Bianco come la luce, silenzio positivo di nascita o ri-nascita, nero come la quiete immobile. Genesi e declino, poli dell’esistenza, tensioni, propulsioni, è quanto emerge dalle opere di Romà, che simboleggiano l’equilibrio nonostante la precarietà racchiudendo la metafora dell’esistere che si modifica costantemen-te, ad ogni istante, virando come le modulazioni dei suoni, dall’ardire al silenzio. Onde sinuose di contrasti e materia che si rincorrono costantemente in infinite variazioni, come la luce e l’ombra. Ambiziosi cromatismi in eterna opposizione che paiono sottendere lo scorrere del tempo, incarnano il moto perpetuo del divenire, in cui tutto evolve e si trasforma. Opere in grado di destare nel riguardante complessi movimenti interiori che, quasi articolandosi come suoni, si svelano grazie ad una pura geometria estatica e vibrante. Le sue creazioni ottiche sono inoltre caratterizzate dalla straordinaria tridimensionalità resa possibile dall’incursione dei materiali.
Romà è un artista che ha saputo cogliere dal bianco e nero tutte le sue potenzialità scolpendole e plasmandole. Il suo percorso creativo all’insegna dei contrasti inizia attraverso il disegno e la fotografia in bianco e nero per evolversi in quella che potrebbe definirsi, coniando un nuovo termine, “GeOptical Art” o muoversi nell’ambito della “Pitto-Scultura” attraverso l’incursione dei materiali recuperati, objet trouvé, che dinamizzano e rendono tattile il substrato della sua estetica.

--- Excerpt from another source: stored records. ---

//! Power+ metric and grade bands.
//!
//! Power+ compares a player's swing efficiency (bat speed per foot of swing
//! length) against a fixed league-average efficiency, scaled so that 100 is
//! league average.

use common::Grade;

// ── League baseline ───────────────────────────────────────────────────

/// League-average bat speed (mph).
pub const LEAGUE_AVG_BAT_SPEED: f64 = 72.0;
/// League-average swing length (ft).
pub const LEAGUE_AVG_SWING_LENGTH: f64 = 7.3;
/// Baseline efficiency every player is normalised against.
pub const LEAGUE_AVG_EFFICIENCY: f64 = LEAGUE_AVG_BAT_SPEED / LEAGUE_AVG_SWING_LENGTH;

// ── Grade thresholds (inclusive lower bounds) ─────────────────────────

pub const ELITE_THRESHOLD: f64 = 110.0;
pub const ABOVE_AVERAGE_THRESHOLD: f64 = 105.0;
pub const AVERAGE_THRESHOLD: f64 = 95.0;
pub const BELOW_AVERAGE_THRESHOLD: f64 = 90.0;

// ── Main API ──────────────────────────────────────────────────────────

/// Compute Power+ and its grade.
///
/// Returns `(None, Grade::NotAvailable)` when either input is missing or
/// non-finite, or when the swing length is not positive.
pub fn compute(bat_speed: Option<f64>, swing_length: Option<f64>) -> (Option<f64>, Grade) {
    let power_plus = power_plus(bat_speed, swing_length);
    (power_plus, grade(power_plus))
}

/// Power+ rounded to one decimal place, if defined.
pub fn power_plus(bat_speed: Option<f64>, swing_length: Option<f64>) -> Option<f64> {
    let speed = bat_speed.filter(|v| v.is_finite())?;
    let length = swing_length.filter(|v| v.is_finite())?;
    if length <= 0.0 {
        return None;
    }

    let efficiency = speed / length;
    Some(round_to(efficiency / LEAGUE_AVG_EFFICIENCY * 100.0, 1))
}

/// Grade band for a Power+ value.
///
/// Bands are `[threshold, ∞)` checked from the highest threshold down.
pub fn grade(power_plus: Option<f64>) -> Grade {
    let Some(value) = power_plus else {
        return Grade::NotAvailable;
    };

    if value >= ELITE_THRESHOLD {
        Grade::Elite
    } else if value >= ABOVE_AVERAGE_THRESHOLD {
        Grade::AboveAverage
    } else if value >= AVERAGE_THRESHOLD {
        Grade::Average
    } else if value >= BELOW_AVERAGE_THRESHOLD {
        Grade::BelowAverage
    } else {
        Grade::Poor
    }
}

/// Round half away from zero to `decimals` places.
pub fn round_to(value: f64, decimals: i32) -> f64 {
    let factor = 10f64.powi(decimals);
    (value * factor).round() / factor
}

#[cfg(test)]
mod tests {
    use super::*;
    use proptest::prelude::*;

    #[test]
    fn test_league_average_swing_scores_100() {
        let (pp, g) = compute(Some(LEAGUE_AVG_BAT_SPEED), Some(LEAGUE_AVG_SWING_LENGTH));
        assert_eq!(pp, Some(100.0));
        assert_eq!(g, Grade::Average);
    }

    #[test]
    fn test_known_value_rounds_to_one_decimal() {
        // (75.1 / 7.6) / (72 / 7.3) * 100 = 100.19...
        let pp = power_plus(Some(75.1), Some(7.6)).unwrap();
        assert_eq!(pp, 100.2);
    }

    #[test]
    fn test_zero_length_is_undefined() {
        assert_eq!(compute(Some(74.0), Some(0.0)), (None, Grade::NotAvailable));
    }

    #[test]
    fn test_missing_or_nan_inputs_are_undefined() {
        assert_eq!(compute(None, Some(7.3)), (None, Grade::NotAvailable));
        assert_eq!(compute(Some(72.0), None), (None, Grade::NotAvailable));
        assert_eq!(compute(Some(f64::NAN), Some(7.3)), (None, Grade::NotAvailable));
        assert_eq!(compute(Some(72.0), Some(f64::NAN)), (None, Grade::NotAvailable));
        assert_eq!(compute(None, None), (None, Grade::NotAvailable));
    }

    #[test]
    fn test_negative_length_is_undefined() {
        assert_eq!(power_plus(Some(72.0), Some(-7.3)), None);
    }

    #[test]
    fn test_grade_boundaries() {
        let cases = [
            (110.0, Grade::Elite),
            (109.9, Grade::AboveAverage),
            (105.0, Grade::AboveAverage),
            (104.9, Grade::Average),
            (95.0, Grade::Average),
            (94.9, Grade::BelowAverage),
            (90.0, Grade::BelowAverage),
            (89.9, Grade::Poor),
        ];
        for (value, expected) in cases {
            assert_eq!(grade(Some(value)), expected, "power_plus={}", value);
        }
        assert_eq!(grade(None), Grade::NotAvailable);
    }

    proptest! {
        #[test]
        fn power_plus_has_one_decimal(speed in 40.0f64..100.0, length in 4.0f64..10.0) {
            let pp = power_plus(Some(speed), Some(length)).unwrap();
            prop_assert!(((pp * 10.0) - (pp * 10.0).round()).abs() < 1e-6);
            prop_assert_eq!(Some(pp), power_plus(Some(speed), Some(length)));
        }

        #[test]
        fn power_plus_never_decreases_with_speed(
            speed in 40.0f64..100.0,
            delta in 0.0f64..20.0,
            length in 4.0f64..10.0,
        ) {
            let slow = power_plus(Some(speed), Some(length)).unwrap();
            let fast = power_plus(Some(speed + delta), Some(length)).unwrap();
            prop_assert!(fast >= slow, "fast={} slow={}", fast, slow);
        }

        #[test]
        fn zero_length_never_grades(speed in proptest::option::of(0.0f64..120.0)) {
            prop_assert_eq!(compute(speed, Some(0.0)), (None, Grade::NotAvailable));
        }
    }
}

Il cammino di Romà tra i sentieri dei contrasti non è abitato soltanto dalla dualità del bianco e nero ma si snoda un altro interessante filone nella serie denominata “Teorema di vita”, che si potrebbe ascrivere al movimento del Neoplasticismo, corrente artistica ispirata ai principi teorici della “plastica pura” formulati da Mondrian e divulgati dalla figura chiave di Theo van Doesburg attraverso la rivista De Stijl. Nelle opere di Romà ascrivibili a tale contesto, riemergono assonanze con Mondrian, connotate però da innovazioni espressive degne di nota. I preludi del movimento neoplastico traevano le radici dal cubismo e dall’astrattismo caratterizzandosi in un nuovo linguaggio espressivo che ricercava l’armonia attraverso le configurazioni geometriche nascenti da incroci di linee, colori primari e “non colori” e in grado di conformarsi in rettangoli campiti da contrasti e cromatismi, quasi fossero finestre che si aprivano su di un mondo nuovo, alla ricerca di un preciso equilibrio tra uomo, ambiente e paesaggio. Nei “teoremi di vita” di Romà l’operato geometrico si fa tuttavia esistenziale, concretizzandosi ulteriormente mediante le incursioni di graffi o di lacerazioni, talvolta evidenziati da colate di colore, quasi fossero percorsi, segni, tracce di esistenza. Fluttuazioni incisive di quel mondo umano così complesso ed articolato, dominato da vittorie e sconfitte, da gioie e sofferenze, da urla e silenzi, il cui eco rimane scolpito oltre ogni configurazione geometrica, sfuggendo a qualsiasi connotazione statica. Perché la vita vera è vivida come un graffio sulla tela.